I scurry after Marte through the forest, ducking under burnt logs as I go. I don’t know why, but I imagined there would be some sort of road, some path through the trees. I suppose it’s easy to forget there are places in nature that haven’t yet adapted to us humans. I jump from a log onto the ground and nearly smack into Marte, who is bent over, looking at a pinecone between her feet. It isn’t until she takes out her knife that I understand; the pinecone isn’t a pinecone but a morel. 

Marte cuts the cap off and holds it up for Jonas and I to inspect. Wrinkled and brown, with a lattice of protruding gills, the morel is shaped like a pear, a little bigger than the size of a thumb. Marte drops the mushroom into her bucket and I scan around where I’m standing. A little ways off I see a cluster and run over, unsheathing my knife and crouching down. The mushroom is moist to the touch and breaks slightly at my fingertips. I slide the knife through the white stem, releasing the dark cap into my hands. I press on it, flip it upside down. “It’s hollow,” I say with surprise. 
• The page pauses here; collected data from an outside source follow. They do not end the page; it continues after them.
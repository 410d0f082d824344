//! Conversion from caller messages to the engine's message representation
//!
//! Normalization is total: missing text or image fields become empty
//! strings instead of errors.

use crate::types::{
    AssistantContent, AssistantPart, ChatMessage, ContentPart, CoreMessage, MessageContent, Role, UserContent, UserPart,
};

/// Normalize a conversation, preserving length and order
pub fn normalize_messages(messages: &[ChatMessage]) -> Vec<CoreMessage> {
    messages.iter().map(normalize_message).collect()
}

/// Normalize a single message according to its role and content shape
pub fn normalize_message(message: &ChatMessage) -> CoreMessage {
    match &message.content {
        Some(MessageContent::Parts(parts)) => from_parts(message.role, parts),
        Some(MessageContent::Text(text)) => from_text(message.role, text.clone()),
        None => from_text(message.role, String::new()),
    }
}

fn from_text(role: Role, text: String) -> CoreMessage {
    match role {
        Role::System => CoreMessage::System(text),
        Role::User => CoreMessage::User(UserContent::Text(text)),
        Role::Assistant => CoreMessage::Assistant(AssistantContent::Text(text)),
    }
}

fn from_parts(role: Role, parts: &[ContentPart]) -> CoreMessage {
    match role {
        Role::System => CoreMessage::System(join_text(parts)),
        Role::User => CoreMessage::User(UserContent::Parts(parts.iter().map(to_user_part).collect())),
        // Assistant turns cannot carry attachments
        Role::Assistant => CoreMessage::Assistant(AssistantContent::Parts(
            parts
                .iter()
                .map(to_user_part)
                .filter_map(|part| match part {
                    UserPart::Text { text } => Some(AssistantPart::Text { text }),
                    UserPart::Image { .. } => None,
                })
                .collect(),
        )),
    }
}

/// Join every part's text with newlines; text-less parts contribute ""
fn join_text(parts: &[ContentPart]) -> String {
    parts
        .iter()
        .map(|part| match part {
            ContentPart::Text { text } | ContentPart::Other { text, .. } => text.as_deref().unwrap_or_default(),
            ContentPart::Image { .. } => "",
        })
        .collect::<Vec<_>>()
        .join("\n")
}

fn to_user_part(part: &ContentPart) -> UserPart {
    match part {
        ContentPart::Image { image } => UserPart::Image {
            image: image.clone().unwrap_or_default(),
        },
        ContentPart::Text { text } | ContentPart::Other { text, .. } => UserPart::Text {
            text: text.clone().unwrap_or_default(),
        },
    }
}
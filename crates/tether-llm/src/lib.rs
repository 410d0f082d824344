//! Chat-completion adapter over a text/object generation engine
//!
//! Callers hand over role-tagged messages, optional tools and an optional
//! response schema. Messages are normalized into the engine's message model,
//! then a single structured or free-text generation runs and its output and
//! token usage come back as a [`CallResult`].

#![allow(clippy::must_use_candidate, clippy::missing_errors_doc)]

pub mod client;
pub mod convert;
pub mod dispatch;
pub mod engine;
pub mod error;
pub mod normalize;
pub mod protocol;
pub mod types;

pub use client::{EngineClient, LlmClient};
pub use dispatch::{build_tool_spec, dispatch};
pub use engine::GenerationEngine;
pub use engine::openai::OpenAiEngine;
pub use error::LlmError;
pub use normalize::{normalize_message, normalize_messages};
pub use types::{CallResult, ChatCompletionOptions, ChatMessage, CompletionData, ResponseModel, UsageCounters};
Marte laughs, her voice trailing until I realize how far she away she is. I scramble to keep up. 

We carry on like this for an hour or so: me following Marte, Jonas following me, all stopping every few metres to pick mushrooms we see in our path. 

Back at the car, I peer into Jonas’ bucket and gasp. “Am I really leaving that many behind?”

Jonas smiles and lights a hand-rolled cigarette. 

While it’s possible to sell mushrooms directly to restaurants and make the full $25 a pound, doing so requires daily trips to Vancouver, because morels lose their moisture, and valuable weight, by the hour. For this reason, most pickers end their day by selling to buyers, many of whom work for larger distribution companies, even though the price per pound is significantly reduced. 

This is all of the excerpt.